Ragan, 27, scored his second career Cup win earlier this year at Talladega (Ala.) Superspeedway, driving for Front Row Motorsports.
 
And while Sorenson, also 27, is winless in Cup, where he has five career top-fives and 15 top-10s, he is a four-time winner in the Nationwide Series. He currently drives for The Motorsports Group in the Nationwide Series, although he filled in for the injured Michael Annett and Richard Petty Motorsports for seven races earlier this season.
 
“We always hopes and believed, and certainly it was our dream,” Ragan said, “that we would continue to progress up the ranks … to NASCAR racing.
 
“We were really fortunate that we hit it at a good time back in the mid- to early 2000s, where the economy was strong, teams were spending a lot of money on new young development drivers, and there was a wave of some of the older drivers that were retiring. So it was a perfect storm back then.
 
“I think Reed really led the way by going doing ASA racing, (then) he signed on with (team owner Chip) Ganassi.
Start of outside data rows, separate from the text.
//! aws-relay - transparent SQS relay
//!
//! Sits between an SQS client and an SQS-compatible endpoint (LocalStack,
//! ElasticMQ, ...), forwards every request unchanged and records message
//! lifecycles for the dashboard.

mod config;
mod dashboard;
mod router;

use clap::Parser;
use std::net::SocketAddr;
use std::path::PathBuf;
use std::sync::Arc;
use tokio::net::TcpListener;
use tracing::info;
use tracing_subscriber::{layer::SubscriberExt, util::SubscriberInitExt};

use awsrelay_core::RelayError;
use awsrelay_sqs::{LifecycleStore, ProxyState};

#[derive(Parser, Debug)]
#[command(name = "awsrelay")]
#[command(about = "Transparent SQS relay with a message lifecycle dashboard", long_about = None)]
struct Args {
    /// Upstream SQS endpoint
    #[arg(long, env = "AWS_UPSTREAM_URL")]
    upstream: Option<String>,

    /// Address the relay listens on
    #[arg(long, env = "AWS_RELAY_ADDR")]
    listen: Option<String>,

    /// Address the dashboard listens on
    #[arg(long, env = "AWS_DASHBOARD_ADDR")]
    dashboard: Option<String>,

    /// Configuration file (TOML)
    #[arg(long, env = "AWS_RELAY_CONFIG")]
    config: Option<PathBuf>,

    /// Log level (trace, debug, info, warn, error)
    #[arg(long, env = "AWS_RELAY_LOG_LEVEL")]
    log_level: Option<String>,
}

async fn bind(addr: SocketAddr) -> Result<TcpListener, RelayError> {
    TcpListener::bind(addr).await.map_err(|source| RelayError::Bind {
        addr: addr.to_string(),
        source,
    })
}

#[tokio::main]
async fn main() -> anyhow::Result<()> {
    let args = Args::parse();

    let mut config = config::Config::load(args.config.as_deref())?;
    config.override_with(args.upstream, args.listen, args.dashboard, args.log_level);

    // Initialize tracing
    tracing_subscriber::registry()
        .with(
            tracing_subscriber::EnvFilter::try_from_default_env().unwrap_or_else(|_| {
                format!(
                    "awsrelay={level},awsrelay_sqs={level},tower_http=debug",
                    level = config.log_level
                )
                .into()
            }),
        )
        .with(tracing_subscriber::fmt::layer())
        .init();

    let settings = config.resolve()?;

    // One store shared by the relay and the dashboard
    let store = Arc::new(LifecycleStore::new());
    let proxy_state = Arc::new(ProxyState::new(settings.upstream.clone(), store.clone())?);

    let proxy_app = router::create_proxy_router(proxy_state);
    let dashboard_app = router::create_dashboard_router(store);

    let dashboard_listener = bind(settings.dashboard).await?;
    let proxy_listener = bind(settings.listen).await?;

    info!("Dashboard listening on http://{}", settings.dashboard);
    info!(
        "AWS Relay listening on {} -> {}",
        settings.listen, settings.upstream
    );

    tokio::try_join!(
        async { axum::serve(dashboard_listener, dashboard_app).await },
        async { axum::serve(proxy_listener, proxy_app).await },
    )?;

    Ok(())
}
//! Minimal element tree for query-protocol XML responses

use quick_xml::events::{BytesStart, Event};
use quick_xml::Reader;

use super::CodecError;

/// An XML element with its concatenated text and child elements.
///
/// Namespaces are dropped: elements are keyed by local name.
#[derive(Debug, Clone, Default, PartialEq, Eq)]
pub struct Element {
    pub name: String,
    pub text: String,
    pub children: Vec<Element>,
}

impl Element {
    fn from_start(start: &BytesStart<'_>) -> Self {
        Self {
            name: String::from_utf8_lossy(start.local_name().as_ref()).into_owned(),
            ..Self::default()
        }
    }

    /// First descendant named `name`, depth first
    pub fn find(&self, name: &str) -> Option<&Element> {
        self.children.iter().find_map(|child| {
            if child.name == name {
                Some(child)
            } else {
                child.find(name)
            }
        })
    }

    /// Every descendant named `name`, in document order
    pub fn find_all<'a>(&'a self, name: &str) -> Vec<&'a Element> {
        let mut found = Vec::new();
        self.collect(name, &mut found);
        found
    }

    fn collect<'a>(&'a self, name: &str, found: &mut Vec<&'a Element>) {
        for child in &self.children {
            if child.name == name {
                found.push(child);
            }
            child.collect(name, found);
        }
    }

    /// Text of the first descendant named `name`
    pub fn text_of(&self, name: &str) -> Option<&str> {
        self.find(name).map(|e| e.text.as_str())
    }
}

/// Parse a document into a synthetic root whose children are the top-level elements
pub fn parse(xml: &str) -> Result<Element, CodecError> {
    let mut reader = Reader::from_str(xml);
    let mut stack = vec![Element::default()];

    loop {
        let event = reader
            .read_event()
            .map_err(|e| CodecError::Xml(e.to_string()))?;

        match event {
            Event::Start(start) => stack.push(Element::from_start(&start)),
            Event::Empty(start) => {
                let element = Element::from_start(&start);
                if let Some(parent) = stack.last_mut() {
                    parent.children.push(element);
                }
            }
            Event::Text(text) => {
                let text = text.unescape().map_err(|e| CodecError::Xml(e.to_string()))?;
                if let Some(current) = stack.last_mut() {
                    current.text.push_str(&text);
                }
            }
            Event::CData(data) => {
                if let Some(current) = stack.last_mut() {
                    current.text.push_str(&String::from_utf8_lossy(&data.into_inner()));
                }
            }
            Event::End(_) => {
                if stack.len() < 2 {
                    return Err(CodecError::Xml("unbalanced end tag".to_string()));
                }
                if let (Some(element), Some(parent)) = (stack.pop(), stack.last_mut()) {
                    parent.children.push(element);
                }
            }
            Event::Eof => break,
            _ => {}
        }
    }

    if stack.len() != 1 {
        return Err(CodecError::Xml("unclosed element".to_string()));
    }
    stack
        .pop()
        .ok_or_else(|| CodecError::Xml("empty document".to_string()))
}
That kind of showed us, ‘Hey, we need to go run some ARCA cars or we need to run some ASA series and try to get on with a team.”
 
By 2009, the dream had become a reality as all three were competing full-time in NASCAR’s Sprint Cup Series.
 
But it was the early years that laid the foundation.
 
Sorenson, who began competing in Legends cars in 1998, scored 84 career wins in the series and was the Atlanta Motor Speedway track champion in 1998-99 and ’01.
 
“We were pretty close, especially in the summer when we would travel up to Charlotte for 10 weeks (to race) on Tuesday nights,” he said of competing regularly with Ragan and Logano.
 
On Thursdays, the racing moved back to Atlanta. “And then on Saturdays, we’d all race somewhere too,” he said.
 
That the races were televised was a factor in helping each of the three continue to move up the ladder. That, and the fact that each was highly successful.
 
“In any type of racing series, to be able to be on TV, and for people to see you running well and winning races … that was non-existent for a series (until then),” Sorenson said. “That’s probably one of the biggest things that helped me, to be able to go out there and win races, and have it be on TV where people could see it.”
 
Ragan, the son of former Cup driver Ken Ragan, won the first Bandolero race held at AMS, while Logano holds the distinction of winning a record 14 consecutive feature races at AMS in Legends competition.
 
As they watched Sorenson continue to move up through the ranks, “that certainly gave myself, and I believe Joey, some confidence that if we could continue winning as we moved up, there would be some interest in us,” Ragan said. “And that’s ultimately what happened.
 
Although they’ve move upward and onward, they haven’t totally drifted apart. And they continue to race each other the same way they did when each was first starting out.
 
“We don’t race each other any differently than we did back then,” said Logano. “We raced each other clean, but hard. Nothing dirty, but we raced each other hard.
 
“I remember I pushed David to his first Nationwide Series win at Talladega; I pushed him across the line. That was kind of cool.”

By 2009, the dream had become a reality as all three were competing full-time in NASCAR’s Sprint Cup Series.